PROBLEM REQUIREMENTS | Which lines in the data below contain the word "height"? Return each of them.
[Start of section]
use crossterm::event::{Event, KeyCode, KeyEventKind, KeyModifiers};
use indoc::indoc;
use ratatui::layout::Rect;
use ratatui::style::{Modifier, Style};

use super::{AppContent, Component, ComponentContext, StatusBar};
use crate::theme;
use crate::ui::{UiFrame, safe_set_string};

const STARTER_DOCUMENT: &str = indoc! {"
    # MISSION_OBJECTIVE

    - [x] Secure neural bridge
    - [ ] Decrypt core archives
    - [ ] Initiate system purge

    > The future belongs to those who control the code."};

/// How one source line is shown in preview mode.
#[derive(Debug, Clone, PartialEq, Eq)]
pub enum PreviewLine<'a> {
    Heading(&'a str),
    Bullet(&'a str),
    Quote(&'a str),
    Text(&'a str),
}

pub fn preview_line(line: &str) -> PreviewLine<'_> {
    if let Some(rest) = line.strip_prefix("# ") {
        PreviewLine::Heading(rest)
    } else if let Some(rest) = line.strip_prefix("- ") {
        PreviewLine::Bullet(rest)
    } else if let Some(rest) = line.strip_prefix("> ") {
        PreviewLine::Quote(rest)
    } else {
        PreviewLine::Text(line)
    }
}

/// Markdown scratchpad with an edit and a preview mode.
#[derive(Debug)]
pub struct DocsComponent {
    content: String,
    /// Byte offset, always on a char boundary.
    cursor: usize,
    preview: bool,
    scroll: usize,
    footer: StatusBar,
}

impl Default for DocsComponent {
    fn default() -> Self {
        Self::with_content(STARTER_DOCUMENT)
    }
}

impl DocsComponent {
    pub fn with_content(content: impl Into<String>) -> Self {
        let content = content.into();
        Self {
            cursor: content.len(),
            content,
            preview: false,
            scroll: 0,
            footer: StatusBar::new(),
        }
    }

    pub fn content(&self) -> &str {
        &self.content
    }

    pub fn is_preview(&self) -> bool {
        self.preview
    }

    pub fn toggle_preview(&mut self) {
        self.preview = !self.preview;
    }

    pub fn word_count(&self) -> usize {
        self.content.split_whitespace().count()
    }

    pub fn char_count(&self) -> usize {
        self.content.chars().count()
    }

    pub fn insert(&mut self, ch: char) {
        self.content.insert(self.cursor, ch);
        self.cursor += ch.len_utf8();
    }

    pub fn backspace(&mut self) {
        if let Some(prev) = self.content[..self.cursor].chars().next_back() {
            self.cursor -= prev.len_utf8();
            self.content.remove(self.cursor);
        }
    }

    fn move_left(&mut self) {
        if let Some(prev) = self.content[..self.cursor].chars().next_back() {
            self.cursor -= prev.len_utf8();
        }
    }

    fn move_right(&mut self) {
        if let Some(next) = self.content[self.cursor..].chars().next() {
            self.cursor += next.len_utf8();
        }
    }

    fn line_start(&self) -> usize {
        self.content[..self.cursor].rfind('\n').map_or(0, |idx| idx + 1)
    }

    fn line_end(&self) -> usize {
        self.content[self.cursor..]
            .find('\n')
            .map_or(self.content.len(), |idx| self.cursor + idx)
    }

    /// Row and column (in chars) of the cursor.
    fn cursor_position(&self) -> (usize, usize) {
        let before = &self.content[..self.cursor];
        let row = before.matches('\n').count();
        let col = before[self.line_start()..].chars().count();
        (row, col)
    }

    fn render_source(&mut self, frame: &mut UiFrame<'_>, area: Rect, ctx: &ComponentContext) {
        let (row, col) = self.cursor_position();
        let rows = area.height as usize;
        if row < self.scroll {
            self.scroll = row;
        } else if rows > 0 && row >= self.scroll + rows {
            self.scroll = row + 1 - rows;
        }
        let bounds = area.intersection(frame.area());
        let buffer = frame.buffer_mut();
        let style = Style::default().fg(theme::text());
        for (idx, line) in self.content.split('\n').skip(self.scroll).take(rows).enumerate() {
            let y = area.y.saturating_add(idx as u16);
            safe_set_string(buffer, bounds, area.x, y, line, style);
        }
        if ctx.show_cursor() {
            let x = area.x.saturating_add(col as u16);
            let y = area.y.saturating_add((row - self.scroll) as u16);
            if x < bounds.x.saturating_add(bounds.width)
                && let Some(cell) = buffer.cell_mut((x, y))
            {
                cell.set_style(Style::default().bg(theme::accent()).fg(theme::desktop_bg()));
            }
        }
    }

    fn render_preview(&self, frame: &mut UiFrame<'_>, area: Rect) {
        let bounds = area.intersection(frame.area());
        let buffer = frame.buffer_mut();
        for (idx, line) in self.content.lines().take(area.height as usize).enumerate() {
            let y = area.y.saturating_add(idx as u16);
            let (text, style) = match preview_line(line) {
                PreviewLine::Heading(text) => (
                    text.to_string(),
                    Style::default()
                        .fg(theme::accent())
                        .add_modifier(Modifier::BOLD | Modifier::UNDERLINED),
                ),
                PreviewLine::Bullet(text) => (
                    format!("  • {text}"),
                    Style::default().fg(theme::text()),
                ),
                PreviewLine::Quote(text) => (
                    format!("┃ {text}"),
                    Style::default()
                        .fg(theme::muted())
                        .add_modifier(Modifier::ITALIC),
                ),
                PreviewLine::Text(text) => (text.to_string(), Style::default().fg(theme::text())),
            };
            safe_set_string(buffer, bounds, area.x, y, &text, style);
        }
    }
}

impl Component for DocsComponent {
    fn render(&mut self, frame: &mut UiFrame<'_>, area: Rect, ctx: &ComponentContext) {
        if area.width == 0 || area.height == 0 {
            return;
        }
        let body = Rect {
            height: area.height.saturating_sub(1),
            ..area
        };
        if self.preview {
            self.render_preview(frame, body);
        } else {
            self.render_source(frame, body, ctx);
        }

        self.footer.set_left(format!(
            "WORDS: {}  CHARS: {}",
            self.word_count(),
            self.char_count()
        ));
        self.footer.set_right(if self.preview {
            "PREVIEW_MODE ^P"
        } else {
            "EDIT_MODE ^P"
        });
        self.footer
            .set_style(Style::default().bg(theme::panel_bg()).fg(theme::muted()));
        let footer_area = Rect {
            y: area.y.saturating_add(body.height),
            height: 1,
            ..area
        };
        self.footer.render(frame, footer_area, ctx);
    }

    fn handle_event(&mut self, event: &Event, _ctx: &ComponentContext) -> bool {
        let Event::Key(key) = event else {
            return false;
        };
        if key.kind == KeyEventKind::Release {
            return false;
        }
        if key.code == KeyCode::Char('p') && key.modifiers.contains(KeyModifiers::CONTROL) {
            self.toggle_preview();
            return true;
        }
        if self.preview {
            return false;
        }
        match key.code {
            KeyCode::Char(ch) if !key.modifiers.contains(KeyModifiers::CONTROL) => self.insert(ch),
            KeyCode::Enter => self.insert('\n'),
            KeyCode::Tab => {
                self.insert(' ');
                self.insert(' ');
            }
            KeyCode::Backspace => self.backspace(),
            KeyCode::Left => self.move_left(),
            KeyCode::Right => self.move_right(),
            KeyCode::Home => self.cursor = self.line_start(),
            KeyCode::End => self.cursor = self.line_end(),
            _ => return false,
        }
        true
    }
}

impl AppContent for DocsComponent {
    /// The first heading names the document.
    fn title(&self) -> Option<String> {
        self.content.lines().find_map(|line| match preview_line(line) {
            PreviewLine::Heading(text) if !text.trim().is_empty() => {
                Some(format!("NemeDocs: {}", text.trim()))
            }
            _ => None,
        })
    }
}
[End of section]
WRITTEN RESPONSE |
        let rows = area.height as usize;
        for (idx, line) in self.content.lines().take(area.height as usize).enumerate() {
        if area.width == 0 || area.height == 0 {
            height: area.height.saturating_sub(1),
            y: area.y.saturating_add(body.height),
            height: 1,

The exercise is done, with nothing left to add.